START Data for analysis

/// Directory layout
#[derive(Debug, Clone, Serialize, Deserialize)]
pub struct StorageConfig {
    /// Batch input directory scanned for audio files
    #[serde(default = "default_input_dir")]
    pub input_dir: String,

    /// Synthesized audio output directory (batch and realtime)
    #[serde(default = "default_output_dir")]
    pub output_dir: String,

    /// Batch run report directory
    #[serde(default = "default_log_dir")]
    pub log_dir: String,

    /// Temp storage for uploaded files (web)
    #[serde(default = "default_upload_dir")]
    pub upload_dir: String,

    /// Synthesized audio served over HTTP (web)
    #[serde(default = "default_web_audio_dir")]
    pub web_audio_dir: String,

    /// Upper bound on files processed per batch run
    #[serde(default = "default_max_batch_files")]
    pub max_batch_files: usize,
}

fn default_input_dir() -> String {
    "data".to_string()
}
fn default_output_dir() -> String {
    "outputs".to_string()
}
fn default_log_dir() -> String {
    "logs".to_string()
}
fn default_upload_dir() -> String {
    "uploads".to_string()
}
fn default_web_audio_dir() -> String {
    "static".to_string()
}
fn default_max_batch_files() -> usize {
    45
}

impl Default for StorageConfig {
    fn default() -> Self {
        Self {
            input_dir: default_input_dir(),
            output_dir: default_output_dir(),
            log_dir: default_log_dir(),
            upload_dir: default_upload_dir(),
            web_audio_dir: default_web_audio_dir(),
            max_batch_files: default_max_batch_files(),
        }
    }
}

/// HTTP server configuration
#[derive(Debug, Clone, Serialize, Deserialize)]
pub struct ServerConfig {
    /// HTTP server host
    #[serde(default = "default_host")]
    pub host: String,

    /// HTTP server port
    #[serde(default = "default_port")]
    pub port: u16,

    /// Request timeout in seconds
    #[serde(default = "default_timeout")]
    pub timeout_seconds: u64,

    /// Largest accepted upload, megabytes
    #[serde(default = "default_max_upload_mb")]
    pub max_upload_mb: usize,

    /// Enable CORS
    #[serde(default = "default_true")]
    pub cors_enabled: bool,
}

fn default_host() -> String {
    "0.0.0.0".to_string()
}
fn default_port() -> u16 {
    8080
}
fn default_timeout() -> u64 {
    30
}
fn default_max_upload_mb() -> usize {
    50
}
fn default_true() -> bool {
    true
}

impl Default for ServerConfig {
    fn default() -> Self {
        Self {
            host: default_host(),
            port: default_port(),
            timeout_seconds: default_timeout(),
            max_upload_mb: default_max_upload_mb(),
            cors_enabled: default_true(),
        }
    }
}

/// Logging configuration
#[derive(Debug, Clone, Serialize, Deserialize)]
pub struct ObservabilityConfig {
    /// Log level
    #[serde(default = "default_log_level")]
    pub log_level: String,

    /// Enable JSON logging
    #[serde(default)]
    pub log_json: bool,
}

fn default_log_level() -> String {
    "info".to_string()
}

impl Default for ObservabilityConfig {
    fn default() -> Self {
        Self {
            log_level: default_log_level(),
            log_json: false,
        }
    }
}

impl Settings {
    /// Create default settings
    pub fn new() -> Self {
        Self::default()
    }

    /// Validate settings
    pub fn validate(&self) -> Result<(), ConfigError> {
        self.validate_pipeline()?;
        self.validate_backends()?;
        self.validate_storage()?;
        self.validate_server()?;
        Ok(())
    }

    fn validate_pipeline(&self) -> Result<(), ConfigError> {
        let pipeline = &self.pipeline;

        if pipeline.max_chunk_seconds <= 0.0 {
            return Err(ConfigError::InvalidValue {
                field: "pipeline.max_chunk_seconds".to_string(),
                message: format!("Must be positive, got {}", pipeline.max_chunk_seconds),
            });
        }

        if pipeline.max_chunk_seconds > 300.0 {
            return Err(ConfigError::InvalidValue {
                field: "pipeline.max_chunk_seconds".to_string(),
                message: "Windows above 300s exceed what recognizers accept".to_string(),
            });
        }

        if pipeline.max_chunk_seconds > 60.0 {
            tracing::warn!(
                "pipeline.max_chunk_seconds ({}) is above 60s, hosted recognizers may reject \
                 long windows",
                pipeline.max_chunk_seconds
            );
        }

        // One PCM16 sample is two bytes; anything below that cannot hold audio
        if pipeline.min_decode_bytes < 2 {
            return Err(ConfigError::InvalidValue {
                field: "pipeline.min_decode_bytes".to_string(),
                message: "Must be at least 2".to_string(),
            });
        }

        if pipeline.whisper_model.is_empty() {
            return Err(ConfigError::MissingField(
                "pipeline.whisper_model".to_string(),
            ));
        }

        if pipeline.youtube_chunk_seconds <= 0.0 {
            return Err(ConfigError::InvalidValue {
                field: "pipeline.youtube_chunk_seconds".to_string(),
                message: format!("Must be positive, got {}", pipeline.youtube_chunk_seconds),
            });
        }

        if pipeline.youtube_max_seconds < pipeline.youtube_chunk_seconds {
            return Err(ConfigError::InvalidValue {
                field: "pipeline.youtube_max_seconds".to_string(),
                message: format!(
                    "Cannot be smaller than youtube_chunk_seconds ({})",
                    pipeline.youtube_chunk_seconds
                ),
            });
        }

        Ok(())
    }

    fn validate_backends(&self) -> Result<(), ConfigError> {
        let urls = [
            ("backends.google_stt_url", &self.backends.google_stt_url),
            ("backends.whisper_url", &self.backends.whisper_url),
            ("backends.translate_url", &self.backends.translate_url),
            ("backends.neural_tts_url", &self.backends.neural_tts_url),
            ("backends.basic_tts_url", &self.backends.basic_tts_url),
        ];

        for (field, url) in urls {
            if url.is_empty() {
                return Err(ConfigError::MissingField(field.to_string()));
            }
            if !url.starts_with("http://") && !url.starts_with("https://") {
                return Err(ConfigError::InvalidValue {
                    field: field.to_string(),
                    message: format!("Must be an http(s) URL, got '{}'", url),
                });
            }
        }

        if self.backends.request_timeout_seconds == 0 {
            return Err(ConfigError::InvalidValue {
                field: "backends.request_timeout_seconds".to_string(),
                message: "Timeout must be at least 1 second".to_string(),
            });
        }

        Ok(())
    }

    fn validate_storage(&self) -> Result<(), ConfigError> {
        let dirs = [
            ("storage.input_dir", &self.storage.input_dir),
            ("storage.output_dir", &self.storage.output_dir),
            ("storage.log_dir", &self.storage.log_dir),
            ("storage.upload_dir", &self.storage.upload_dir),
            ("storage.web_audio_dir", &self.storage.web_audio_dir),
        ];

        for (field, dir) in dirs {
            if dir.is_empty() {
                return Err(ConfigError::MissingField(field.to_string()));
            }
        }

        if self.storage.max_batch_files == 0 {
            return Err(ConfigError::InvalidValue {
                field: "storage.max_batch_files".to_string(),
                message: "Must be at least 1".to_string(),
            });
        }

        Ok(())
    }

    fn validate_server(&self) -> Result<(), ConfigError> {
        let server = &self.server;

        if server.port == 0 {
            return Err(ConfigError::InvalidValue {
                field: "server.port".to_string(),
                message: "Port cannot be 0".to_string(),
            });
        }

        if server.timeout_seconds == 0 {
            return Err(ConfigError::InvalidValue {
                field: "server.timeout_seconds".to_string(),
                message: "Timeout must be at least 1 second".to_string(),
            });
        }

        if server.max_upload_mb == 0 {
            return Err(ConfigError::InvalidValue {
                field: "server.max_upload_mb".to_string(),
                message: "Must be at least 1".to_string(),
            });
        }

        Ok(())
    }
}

END Data for analysis

- What to produce
For this exercise, repeat each line of the listing exactly.

- Response for this exercise
/// Directory layout
#[derive(Debug, Clone, Serialize, Deserialize)]
pub struct StorageConfig {
    /// Batch input directory scanned for audio files
    #[serde(default = "default_input_dir")]
    pub input_dir: String,

    /// Synthesized audio output directory (batch and realtime)
    #[serde(default = "default_output_dir")]
    pub output_dir: String,

    /// Batch run report directory
    #[serde(default = "default_log_dir")]
    pub log_dir: String,

    /// Temp storage for uploaded files (web)
    #[serde(default = "default_upload_dir")]
    pub upload_dir: String,

    /// Synthesized audio served over HTTP (web)
    #[serde(default = "default_web_audio_dir")]
    pub web_audio_dir: String,

    /// Upper bound on files processed per batch run
    #[serde(default = "default_max_batch_files")]
    pub max_batch_files: usize,
}

fn default_input_dir() -> String {
    "data".to_string()
}
fn default_output_dir() -> String {
    "outputs".to_string()
}
fn default_log_dir() -> String {
    "logs".to_string()
}
fn default_upload_dir() -> String {
    "uploads".to_string()
}
fn default_web_audio_dir() -> String {
    "static".to_string()
}
fn default_max_batch_files() -> usize {
    45
}

impl Default for StorageConfig {
    fn default() -> Self {
        Self {
            input_dir: default_input_dir(),
            output_dir: default_output_dir(),
            log_dir: default_log_dir(),
            upload_dir: default_upload_dir(),
            web_audio_dir: default_web_audio_dir(),
            max_batch_files: default_max_batch_files(),
        }
    }
}

/// HTTP server configuration
#[derive(Debug, Clone, Serialize, Deserialize)]
pub struct ServerConfig {
    /// HTTP server host
    #[serde(default = "default_host")]
    pub host: String,

    /// HTTP server port
    #[serde(default = "default_port")]
    pub port: u16,

    /// Request timeout in seconds
    #[serde(default = "default_timeout")]
    pub timeout_seconds: u64,

    /// Largest accepted upload, megabytes
    #[serde(default = "default_max_upload_mb")]
    pub max_upload_mb: usize,

    /// Enable CORS
    #[serde(default = "default_true")]
    pub cors_enabled: bool,
}

fn default_host() -> String {
    "0.0.0.0".to_string()
}
fn default_port() -> u16 {
    8080
}
fn default_timeout() -> u64 {
    30
}
fn default_max_upload_mb() -> usize {
    50
}
fn default_true() -> bool {
    true
}

impl Default for ServerConfig {
    fn default() -> Self {
        Self {
            host: default_host(),
            port: default_port(),
            timeout_seconds: default_timeout(),
            max_upload_mb: default_max_upload_mb(),
            cors_enabled: default_true(),
        }
    }
}

/// Logging configuration
#[derive(Debug, Clone, Serialize, Deserialize)]
pub struct ObservabilityConfig {
    /// Log level
    #[serde(default = "default_log_level")]
    pub log_level: String,

    /// Enable JSON logging
    #[serde(default)]
    pub log_json: bool,
}

fn default_log_level() -> String {
    "info".to_string()
}

impl Default for ObservabilityConfig {
    fn default() -> Self {
        Self {
            log_level: default_log_level(),
            log_json: false,
        }
    }
}

impl Settings {
    /// Create default settings
    pub fn new() -> Self {
        Self::default()
    }

    /// Validate settings
    pub fn validate(&self) -> Result<(), ConfigError> {
        self.validate_pipeline()?;
        self.validate_backends()?;
        self.validate_storage()?;
        self.validate_server()?;
        Ok(())
    }

    fn validate_pipeline(&self) -> Result<(), ConfigError> {
        let pipeline = &self.pipeline;

        if pipeline.max_chunk_seconds <= 0.0 {
            return Err(ConfigError::InvalidValue {
                field: "pipeline.max_chunk_seconds".to_string(),
                message: format!("Must be positive, got {}", pipeline.max_chunk_seconds),
            });
        }

        if pipeline.max_chunk_seconds > 300.0 {
            return Err(ConfigError::InvalidValue {
                field: "pipeline.max_chunk_seconds".to_string(),
                message: "Windows above 300s exceed what recognizers accept".to_string(),
            });
        }

        if pipeline.max_chunk_seconds > 60.0 {
            tracing::warn!(
                "pipeline.max_chunk_seconds ({}) is above 60s, hosted recognizers may reject \
                 long windows",
                pipeline.max_chunk_seconds
            );
        }

        // One PCM16 sample is two bytes; anything below that cannot hold audio
        if pipeline.min_decode_bytes < 2 {
            return Err(ConfigError::InvalidValue {
                field: "pipeline.min_decode_bytes".to_string(),
                message: "Must be at least 2".to_string(),
            });
        }

        if pipeline.whisper_model.is_empty() {
            return Err(ConfigError::MissingField(
                "pipeline.whisper_model".to_string(),
            ));
        }

        if pipeline.youtube_chunk_seconds <= 0.0 {
            return Err(ConfigError::InvalidValue {
                field: "pipeline.youtube_chunk_seconds".to_string(),
                message: format!("Must be positive, got {}", pipeline.youtube_chunk_seconds),
            });
        }

        if pipeline.youtube_max_seconds < pipeline.youtube_chunk_seconds {
            return Err(ConfigError::InvalidValue {
                field: "pipeline.youtube_max_seconds".to_string(),
                message: format!(
                    "Cannot be smaller than youtube_chunk_seconds ({})",
                    pipeline.youtube_chunk_seconds
                ),
            });
        }

        Ok(())
    }

    fn validate_backends(&self) -> Result<(), ConfigError> {
        let urls = [
            ("backends.google_stt_url", &self.backends.google_stt_url),
            ("backends.whisper_url", &self.backends.whisper_url),
            ("backends.translate_url", &self.backends.translate_url),
            ("backends.neural_tts_url", &self.backends.neural_tts_url),
            ("backends.basic_tts_url", &self.backends.basic_tts_url),
        ];

        for (field, url) in urls {
            if url.is_empty() {
                return Err(ConfigError::MissingField(field.to_string()));
            }
            if !url.starts_with("http://") && !url.starts_with("https://") {
                return Err(ConfigError::InvalidValue {
                    field: field.to_string(),
                    message: format!("Must be an http(s) URL, got '{}'", url),
                });
            }
        }

        if self.backends.request_timeout_seconds == 0 {
            return Err(ConfigError::InvalidValue {
                field: "backends.request_timeout_seconds".to_string(),
                message: "Timeout must be at least 1 second".to_string(),
            });
        }

        Ok(())
    }

    fn validate_storage(&self) -> Result<(), ConfigError> {
        let dirs = [
            ("storage.input_dir", &self.storage.input_dir),
            ("storage.output_dir", &self.storage.output_dir),
            ("storage.log_dir", &self.storage.log_dir),
            ("storage.upload_dir", &self.storage.upload_dir),
            ("storage.web_audio_dir", &self.storage.web_audio_dir),
        ];

        for (field, dir) in dirs {
            if dir.is_empty() {
                return Err(ConfigError::MissingField(field.to_string()));
            }
        }

        if self.storage.max_batch_files == 0 {
            return Err(ConfigError::InvalidValue {
                field: "storage.max_batch_files".to_string(),
                message: "Must be at least 1".to_string(),
            });
        }

        Ok(())
    }

    fn validate_server(&self) -> Result<(), ConfigError> {
        let server = &self.server;

        if server.port == 0 {
            return Err(ConfigError::InvalidValue {
                field: "server.port".to_string(),
                message: "Port cannot be 0".to_string(),
            });
        }

        if server.timeout_seconds == 0 {
            return Err(ConfigError::InvalidValue {
                field: "server.timeout_seconds".to_string(),
                message: "Timeout must be at least 1 second".to_string(),
            });
        }

        if server.max_upload_mb == 0 {
            return Err(ConfigError::InvalidValue {
                field: "server.max_upload_mb".to_string(),
                message: "Must be at least 1".to_string(),
            });
        }

        Ok(())
    }
}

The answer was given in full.